The Gospel According to Larry
November 22nd, 2006This is a novel by Janet Trashjian about a bright teenager. I talk to my reading students about reading critically, and how they should look for the message behind the story, but I am puzzled by this book.
I suspect that the author’s main message is that one must care about people more than one’s ideas. Her character, Josh, on a quest to change the world, sets up a website entitled “The Gospel According to Larry.” “Larry’s” ideas about being authentic, helping the poor, and not being driven by commercialism garner a huge following, big enough so that some woman goes to a great deal of trouble to find out who “Larry” is. The revelation of Josh’s internet identity alienates his stepfather and best friend, the people he cares about most. That, combined with the oppressive media attention drive Josh to fake his own death. Eventually he abandons the idea of returning and strikes out to make a new life for himself, where he will change the world by first changing himself.
The book is divided into sections, and each section has a title page with a verse from the Bible, for example “This is the disciple who testifieth of these things, and wrote these things, and we know that his testimony is true.” (John 21:24) The verses are all taken from the accounts of Jesus’ teaching and resurrection. In addition Larry’s posts are known as “sermons” and Josh knocks televangelists one or two times.
I’m guessing the author distrusts televangelists and thinks the title, verses and “sermons” are clever ideas…but I feel somewhat shaken by them.

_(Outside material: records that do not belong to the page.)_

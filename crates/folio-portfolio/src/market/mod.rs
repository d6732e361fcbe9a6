//! Market data collection.
//!
//! The analytics are pure; this module is the boundary that gathers the
//! quotes, security details, FX rates and dividend histories they consume.
//!
//! - [`QuoteSource`], [`DetailSource`], [`FxRateSource`], [`DividendSource`]:
//!   async source traits
//! - [`collect_snapshot`]: concurrent fan-out over all sources
//! - [`MarketSnapshot`]: fetched data, used to enrich positions into holdings
//! - [`JsonMarketSource`]: file-backed source implementing every trait
//!
//! A failed fetch never aborts collection. The affected field falls back to
//! its default (price = cost basis, beta = 1, yield = 0, FX rate = 1).
//! There are no timeouts or retries: a fetch that never completes holds
//! the snapshot open.

mod file;
mod snapshot;
mod sources;

pub use file::JsonMarketSource;
pub use snapshot::{collect_snapshot, MarketSnapshot};
pub use sources::*;
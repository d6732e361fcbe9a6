//! Schema mapping for loosely structured tabular feeds.
//!
//! Spreadsheet exports rename, translate and reorder their columns. A
//! [`FieldMapping`] names each logical field once together with the header
//! spellings it may appear under. [`FieldMapping::resolve`] turns a header row
//! into a [`ResolvedSchema`] holding one column index per field, so row access
//! during ingestion is a plain lookup with no positional guessing.

use serde::{Deserialize, Serialize};

use crate::error::{CoreError, CoreResult};

/// A logical field and the header names it may appear under.
#[derive(Debug, Clone, PartialEq, Eq, Serialize, Deserialize)]
pub struct FieldSpec {
    /// Logical field name used by ingestion code.
    pub name: String,
    /// Candidate header names, in order of preference.
    pub candidates: Vec<String>,
    /// Whether resolution fails when no candidate matches.
    #[serde(default)]
    pub required: bool,
}

impl FieldSpec {
    /// Creates an optional field.
    #[must_use]
    pub fn optional(name: &str, candidates: &[&str]) -> Self {
        Self {
            name: name.to_string(),
            candidates: candidates.iter().map(|c| (*c).to_string()).collect(),
            required: false,
        }
    }

    /// Creates a required field.
    #[must_use]
    pub fn required(name: &str, candidates: &[&str]) -> Self {
        Self {
            required: true,
            ..Self::optional(name, candidates)
        }
    }
}

/// Named field mapping for one feed.
#[derive(Debug, Clone, Default, PartialEq, Eq, Serialize, Deserialize)]
pub struct FieldMapping {
    /// Declared fields.
    pub fields: Vec<FieldSpec>,
}

impl FieldMapping {
    /// Creates an empty mapping.
    #[must_use]
    pub fn new() -> Self {
        Self::default()
    }

    /// Adds a field.
    #[must_use]
    pub fn with_field(mut self, spec: FieldSpec) -> Self {
        self.fields.push(spec);
        self
    }

    /// Mapping for the portfolio holdings sheet (English and Italian headers).
    #[must_use]
    pub fn holdings_feed() -> Self {
        Self::new()
            .with_field(FieldSpec::required(
                "symbol",
                &["Symbol", "Ticker", "Simbolo", "Titolo"],
            ))
            .with_field(FieldSpec::required(
                "quantity",
                &["Quantity", "Qty", "Shares", "Quantità", "Quantita", "Numero"],
            ))
            .with_field(FieldSpec::required(
                "cost_basis",
                &[
                    "Buy Price",
                    "Cost Basis",
                    "Avg Price",
                    "Prezzo di carico",
                    "Prezzo medio",
                    "Prezzo Acquisto",
                    "PMC",
                ],
            ))
            .with_field(FieldSpec::optional("name", &["Name", "Nome", "Descrizione"]))
            .with_field(FieldSpec::optional("currency", &["Currency", "Valuta", "Divisa"]))
            .with_field(FieldSpec::optional("sector", &["Sector", "Settore"]))
            .with_field(FieldSpec::optional("country", &["Country", "Paese", "Nazione"]))
            .with_field(FieldSpec::optional("rating", &["Rating"]))
            .with_field(FieldSpec::optional(
                "value",
                &["Value", "Market Value", "Controvalore", "Valore"],
            ))
    }

    /// Resolves the mapping against a header row.
    ///
    /// Headers are compared case-insensitively after trimming. For each field
    /// the first candidate present in the header row wins.
    pub fn resolve<S: AsRef<str>>(&self, headers: &[S]) -> CoreResult<ResolvedSchema> {
        let normalized: Vec<String> = headers.iter().map(|h| normalize(h.as_ref())).collect();

        let mut columns = Vec::with_capacity(self.fields.len());
        for spec in &self.fields {
            let index = spec.candidates.iter().find_map(|candidate| {
                let wanted = normalize(candidate);
                normalized.iter().position(|h| *h == wanted)
            });

            if index.is_none() && spec.required {
                return Err(CoreError::missing_column(&spec.name, &spec.candidates));
            }
            columns.push((spec.name.clone(), index));
        }

        Ok(ResolvedSchema { columns })
    }
}

/// A mapping bound to concrete column positions.
#[derive(Debug, Clone, PartialEq, Eq)]
pub struct ResolvedSchema {
    columns: Vec<(String, Option<usize>)>,
}

impl ResolvedSchema {
    /// Returns the column index for a logical field, if it was found.
    #[must_use]
    pub fn column(&self, field: &str) -> Option<usize> {
        self.columns
            .iter()
            .find(|(name, _)| name == field)
            .and_then(|(_, idx)| *idx)
    }

    /// Returns true if the field is declared and present in the feed.
    #[must_use]
    pub fn has(&self, field: &str) -> bool {
        self.column(field).is_some()
    }

    /// Returns the trimmed cell for a logical field.
    ///
    /// Absent columns, short rows and blank cells all yield `None`.
    #[must_use]
    pub fn get<'r, S: AsRef<str>>(&self, row: &'r [S], field: &str) -> Option<&'r str> {
        let idx = self.column(field)?;
        let cell = row.get(idx)?.as_ref().trim();
        if cell.is_empty() {
            None
        } else {
            Some(cell)
        }
    }

    /// Like [`get`](Self::get) but fails for fields the mapping never declared.
    pub fn try_get<'r, S: AsRef<str>>(
        &self,
        row: &'r [S],
        field: &str,
    ) -> CoreResult<Option<&'r str>> {
        if !self.columns.iter().any(|(name, _)| name == field) {
            return Err(CoreError::UnknownField {
                field: field.to_string(),
            });
        }
        Ok(self.get(row, field))
    }
}

fn normalize(header: &str) -> String {
    header.trim().to_lowercase()
}
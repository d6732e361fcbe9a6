//! Price-to-earnings multiple valuation.

/// Computes EPS × reference P/E.
///
/// Negative earnings give a negative value, which summaries drop.
#[must_use]
pub fn pe_multiple(eps: f64, reference_pe: f64) -> f64 {
    eps * reference_pe
}

#[cfg(test)]
mod tests {
    use super::*;

    #[test]
    fn test_pe_multiple() {
        assert_eq!(pe_multiple(2.5, 20.0), 50.0);
        assert_eq!(pe_multiple(-1.0, 20.0), -20.0);
    }
}
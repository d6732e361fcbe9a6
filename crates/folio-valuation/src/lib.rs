//! # Folio Valuation
//!
//! Fair value estimates for a single company from its latest statements.
//!
//! - **DCF**: Projected free cash flow plus a Gordon terminal value
//! - **Graham Number**: √(22.5 × EPS × book value per share)
//! - **Dividend Discount**: Next dividend over (cost of equity − growth)
//! - **P/E Multiple**: EPS × a reference multiple
//!
//! The models are independent. [`value_company`] runs all of them and
//! averages the strictly positive results for display; the average is not
//! meant as a single "true" value.
//!
//! ## Usage
//!
//! ```rust,ignore
//! use folio_valuation::prelude::*;
//!
//! let snapshot: FinancialSnapshot = serde_json::from_str(&json)?;
//! let summary = value_company(&snapshot, &ValuationAssumptions::default());
//! if let Some(upside) = summary.upside_pct(current_price) {
//!     println!("Upside: {upside:.1}%");
//! }
//! ```

#![warn(missing_docs)]
#![warn(rustdoc::missing_crate_level_docs)]

pub mod error;
pub mod models;
pub mod summary;
pub mod types;

pub use error::{ValuationError, ValuationResult};
pub use models::{
    discounted_cash_flow, dividend_discount, graham_number, pe_multiple, DcfInputs, DcfValuation,
    GRAHAM_MULTIPLIER,
};
pub use summary::{value_company, ValuationEstimate, ValuationModel, ValuationSummary};
pub use types::{
    BalanceSheet, CashFlowStatement, FinancialSnapshot, IncomeStatement, KeyRatios,
    ValuationAssumptions,
};

/// Prelude module for convenient imports.
pub mod prelude {
    pub use crate::error::{ValuationError, ValuationResult};
    pub use crate::models::{discounted_cash_flow, dividend_discount, graham_number, pe_multiple};
    pub use crate::summary::{value_company, ValuationEstimate, ValuationModel, ValuationSummary};
    pub use crate::types::{FinancialSnapshot, ValuationAssumptions};
}
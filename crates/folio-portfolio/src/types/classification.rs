//! Categorical labels used for allocation breakdowns.

use serde::{Deserialize, Serialize};

/// Classification labels for a holding.
///
/// Labels are free text as reported by the detail feed or typed into the
/// holdings sheet. Missing labels fall into the default bucket when
/// aggregating.
#[derive(Debug, Clone, Default, PartialEq, Eq, Serialize, Deserialize)]
pub struct Classification {
    /// Industry sector (e.g. "Energy").
    pub sector: Option<String>,
    /// Country of listing or domicile.
    pub country: Option<String>,
    /// Credit or analyst rating.
    pub rating: Option<String>,
}

impl Classification {
    /// Creates an empty classification.
    #[must_use]
    pub fn new() -> Self {
        Self::default()
    }

    /// Sets the sector.
    #[must_use]
    pub fn with_sector(mut self, sector: impl Into<String>) -> Self {
        self.sector = Some(sector.into());
        self
    }

    /// Sets the country.
    #[must_use]
    pub fn with_country(mut self, country: impl Into<String>) -> Self {
        self.country = Some(country.into());
        self
    }

    /// Sets the rating.
    #[must_use]
    pub fn with_rating(mut self, rating: impl Into<String>) -> Self {
        self.rating = Some(rating.into());
        self
    }

    /// Fills labels missing here from `other`.
    #[must_use]
    pub fn or(self, other: &Classification) -> Self {
        Self {
            sector: self.sector.or_else(|| other.sector.clone()),
            country: self.country.or_else(|| other.country.clone()),
            rating: self.rating.or_else(|| other.rating.clone()),
        }
    }
}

I also distrust televangelists, but in this novel they are associated with the actual gospel. Josh is a liar and a thief who loses everyone as a result of his own actions, and it is hard to accept the casual parallel drawn between his life, message and “death” with that of Jesus.
I don’t think it is unfair to suggest that this book treats the gospel too lightly.
But how dangerous is that? Should I know the answer to that question? How on earth would I handle this if I were a parent? How many kids are reading this book (I read it after one of my students wrote about it) whose only associations with the gospel are things like televangelists?
How, then, can they call on the one they have not believed in? And how can they believe in the one of whom they have not heard? And how can they hear without someone preaching to them?